Go through the records and report each line in which the word "seen" occurs.
── Task data ──
#[cfg(test)]
mod tests {
    use std::collections::HashMap;
    use std::sync::atomic::AtomicUsize;
    use std::sync::atomic::Ordering;

    use async_trait::async_trait;
    use parking_lot::Mutex;
    use pretty_assertions::assert_eq;
    use test_log::test;

    use super::*;
    use crate::configuration::SchedulerConfig;
    use crate::loader::Batch;
    use crate::loader::BatchFetch;

    fn executor() -> OperationExecutor {
        OperationExecutor::new(
            Configuration::builder()
                .scheduler(SchedulerConfig::builder().processors(2).build())
                .build()
                .unwrap(),
        )
    }

    struct Squares {
        calls: Arc<AtomicUsize>,
    }

    #[async_trait]
    impl BatchFetch for Squares {
        type Key = u64;
        type Value = u64;
        type Error = String;

        async fn fetch(&self, keys: &[u64]) -> Result<HashMap<u64, u64>, String> {
            self.calls.fetch_add(1, Ordering::SeqCst);
            Ok(keys.iter().map(|key| (*key, key * key)).collect())
        }
    }

    #[test(tokio::test(flavor = "multi_thread"))]
    async fn empty_operations_finish() {
        let result = executor()
            .execute(&|_: &ResolverContext| Vec::<ExecutionTask>::new(), None)
            .await
            .unwrap();
        assert_eq!(result, ExecutionResult::default());
    }

    #[test(tokio::test(flavor = "multi_thread"))]
    async fn nested_tasks_run_to_completion() {
        let seen = Arc::new(Mutex::new(Vec::new()));
        let provider = {
            let seen = seen.clone();
            move |context: &ResolverContext| {
                let seen = seen.clone();
                vec![context.parallel(Path::from("/hero"), move |context| async move {
                    seen.lock().push("hero".to_string());
                    for index in 0..3 {
                        let seen = seen.clone();
                        let child = context.parallel(
                            Path::from("/hero/friends").index(index),
                            move |_| async move {
                                seen.lock().push(format!("friend {index}"));
                                Ok(())
                            },
                        );
                        context.spawn(&child);
                    }
                    Ok(())
                })]
            }
        };

        let result = executor().execute(&provider, None).await.unwrap();
        assert_eq!(result.completed, 4);
        assert_eq!(result.faulted, 0);
        let mut seen = seen.lock().clone();
        seen.sort();
        assert_eq!(seen, vec!["friend 0", "friend 1", "friend 2", "hero"]);
    }

    #[test(tokio::test(flavor = "multi_thread"))]
    async fn loads_of_one_wave_share_a_round() {
        let calls = Arc::new(AtomicUsize::new(0));
        let mut executor = executor();
        let factory_calls = calls.clone();
        executor.register_loader(move || {
            Batch(Squares {
                calls: factory_calls.clone(),
            })
        });

        let sum = Arc::new(AtomicUsize::new(0));
        let provider = {
            let sum = sum.clone();
            move |context: &ResolverContext| {
                (1..=4u64)
                    .map(|key| {
                        let sum = sum.clone();
                        context.parallel(Path::empty().key(format!("n{key}")), move |context| {
                            async move {
                                let square = context.load::<Batch<Squares>>(key).await?;
                                sum.fetch_add(square.unwrap_or_default() as usize, Ordering::SeqCst);
                                Ok(())
                            }
                        })
                    })
                    .collect()
            }
        };

        let result = executor.execute(&provider, None).await.unwrap();
        assert_eq!(result.completed, 4);
        assert_eq!(sum.load(Ordering::SeqCst), 1 + 4 + 9 + 16);
        assert_eq!(calls.load(Ordering::SeqCst), 1);
    }

    #[test(tokio::test(flavor = "multi_thread"))]
    async fn suspended_resolvers_count_as_running() {
        let calls = Arc::new(AtomicUsize::new(0));
        let mut executor = executor();
        executor.register_loader({
            let calls = calls.clone();
            move || {
                Batch(Squares {
                    calls: calls.clone(),
                })
            }
        });
        let observed = Arc::new(Mutex::new(Vec::new()));
        let provider = {
            let observed = observed.clone();
            move |context: &ResolverContext| {
                (1..=2u64)
                    .map(|key| {
                        let observed = observed.clone();
                        context.parallel(Path::empty().index(key as usize), move |context| {
                            async move {
                                context.load::<Batch<Squares>>(key).await?;
                                // Counts itself, and the other one unless it returned already
                                observed.lock().push(context.running_resolvers());
                                Ok(())
                            }
                        })
                    })
                    .collect()
            }
        };

        let result = executor.execute(&provider, None).await.unwrap();
        assert_eq!(result.completed, 2);
        assert_eq!(calls.load(Ordering::SeqCst), 1);
        let observed = observed.lock().clone();
        assert_eq!(observed.len(), 2);
        assert!(observed.iter().all(|running| (1..=2).contains(running)));
    }

    #[test(tokio::test(flavor = "multi_thread"))]
    async fn missing_loader_is_a_field_error() {
        let provider = |context: &ResolverContext| {
            vec![context.parallel(Path::from("/square"), |context| async move {
                context.load::<Batch<Squares>>(3).await?;
                Ok(())
            })]
        };
        let result = executor().execute(&provider, None).await.unwrap();
        assert_eq!(result.faulted, 1);
        assert_eq!(
            result.errors[0].extension_code().as_deref(),
            Some("LOADER_NOT_REGISTERED")
        );
    }

    #[test(tokio::test(flavor = "multi_thread"))]
    async fn tasks_are_recycled_across_operations() {
        let executor = executor();
        let pool = executor.task_pool();
        let idle_after_renting = Arc::new(AtomicUsize::new(usize::MAX));
        let provider = {
            let idle_after_renting = idle_after_renting.clone();
            move |context: &ResolverContext| {
                let tasks: Vec<_> = (0..3)
                    .map(|index| {
                        context.parallel(Path::empty().index(index), |_| async { Ok(()) })
                    })
                    .collect();
                idle_after_renting.store(pool.len(), Ordering::SeqCst);
                tasks
            }
        };

        let result = executor.execute(&provider, None).await.unwrap();
        assert_eq!(result.completed, 3);
        assert_eq!(idle_after_renting.load(Ordering::SeqCst), 0);
        assert_eq!(executor.task_pool().len(), 3);

        // The second operation runs entirely on recycled tasks
        let result = executor.execute(&provider, None).await.unwrap();
        assert_eq!(result.completed, 3);
        assert_eq!(idle_after_renting.load(Ordering::SeqCst), 0);
        assert_eq!(executor.task_pool().len(), 3);
    }

    #[test(tokio::test(flavor = "multi_thread"))]
    async fn cancelled_operations_report_no_errors() {
        let token = CancellationToken::new();
        token.cancel();
        let provider = |context: &ResolverContext| {
            vec![context.parallel(Path::from("/a"), |_| async {
                Err(FieldError::new("never reported"))
            })]
        };
        let result = executor().execute(&provider, Some(&token)).await.unwrap();
        assert!(result.cancelled);
        assert_eq!(result.faulted, 1);
        assert!(result.errors.is_empty());
    }
}
//! Concurrent execution of GraphQL selection trees.
//!
//! The crate drives resolver tasks through a tracked worker pool and coordinates
//! batched data loading so that every key requested during one wave of work is
//! fetched in a single round.

#![cfg_attr(feature = "failfast", allow(unreachable_code))]
#![warn(unreachable_pub)]

macro_rules! failfast_debug {
    ($($tokens:tt)+) => {{
        tracing::debug!($($tokens)+);
        #[cfg(feature = "failfast")]
        panic!(
            "failfast triggered. \
            Please remove the feature failfast if you don't want to see these panics"
        );
    }};
}

macro_rules! failfast_error {
    ($($tokens:tt)+) => {{
        tracing::error!($($tokens)+);
        #[cfg(feature = "failfast")]
        panic!(
            "failfast triggered. \
            Please remove the feature failfast if you don't want to see these panics"
        );
    }};
}

pub mod configuration;
pub mod error;
pub mod execution;
pub mod graphql;
pub mod json_ext;
pub mod loader;
pub mod queue;
pub mod scheduler;
pub mod task;

pub use configuration::Configuration;
pub use error::ExecutionError;
pub use error::FieldError;
pub use error::LoadError;
pub use error::SchedulerError;
pub use execution::ExecutionResult;
pub use execution::OperationExecutor;
pub use execution::ResolverContext;
pub use execution::RootTaskProvider;
pub use loader::DataLoader;
pub use queue::ExecutionQueue;
pub use scheduler::TrackableScheduler;
pub use task::ExecutionTask;
pub use task::TaskKind;
pub use task::TaskStatus;
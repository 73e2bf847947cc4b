use std::sync::Arc;
use std::sync::atomic::AtomicUsize;
use std::sync::atomic::Ordering;

use tokio_util::sync::CancellationToken;

use super::ExecutionTask;
use crate::error::FieldError;

/// What a task needs from the operation executing it.
#[cfg_attr(test, mockall::automock)]
pub trait TaskContext: Send + Sync {
    /// The cancellation token of the whole operation.
    fn request_aborted(&self) -> CancellationToken;

    /// Attaches `error` to the response at the path of `task`.
    fn report_error(&self, task: &ExecutionTask, error: FieldError);

    /// Marks `task` as running until the returned scope is dropped.
    ///
    /// The count this feeds is for diagnostics only. Idle detection relies on the in-flight
    /// count of the scheduler.
    fn track(&self, task: &ExecutionTask) -> TrackScope;

    /// Called once after `task` reached a terminal status. The executing side holds no other
    /// handle to the task by then.
    fn completed(&self, task: ExecutionTask);
}

/// Counts the tasks that are executing resolver code, including while suspended.
#[derive(Debug, Clone, Default)]
pub struct InFlight {
    count: Arc<AtomicUsize>,
}

impl InFlight {
    pub fn new() -> Self {
        Self::default()
    }

    pub fn get(&self) -> usize {
        self.count.load(Ordering::SeqCst)
    }

    pub fn enter(&self) -> TrackScope {
        self.count.fetch_add(1, Ordering::SeqCst);
        TrackScope {
            count: Some(self.count.clone()),
        }
    }
}

/// Decrements its [`InFlight`] counter when dropped.
#[derive(Debug)]
#[must_use = "the task is only tracked while the scope is alive"]
pub struct TrackScope {
    count: Option<Arc<AtomicUsize>>,
}

impl TrackScope {
    /// A scope that tracks nothing.
    pub fn untracked() -> Self {
        Self { count: None }
    }
}

impl Drop for TrackScope {
    fn drop(&mut self) {
        if let Some(count) = self.count.take() {
            let _ = count.fetch_update(Ordering::SeqCst, Ordering::SeqCst, |n| n.checked_sub(1));
        }
    }
}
───
Output for this exercise.
        let seen = Arc::new(Mutex::new(Vec::new()));
            let seen = seen.clone();
                let seen = seen.clone();
                    seen.lock().push("hero".to_string());
                        let seen = seen.clone();
                                seen.lock().push(format!("friend {index}"));
        let mut seen = seen.lock().clone();
        seen.sort();
        assert_eq!(seen, vec!["friend 0", "friend 1", "friend 2", "hero"]);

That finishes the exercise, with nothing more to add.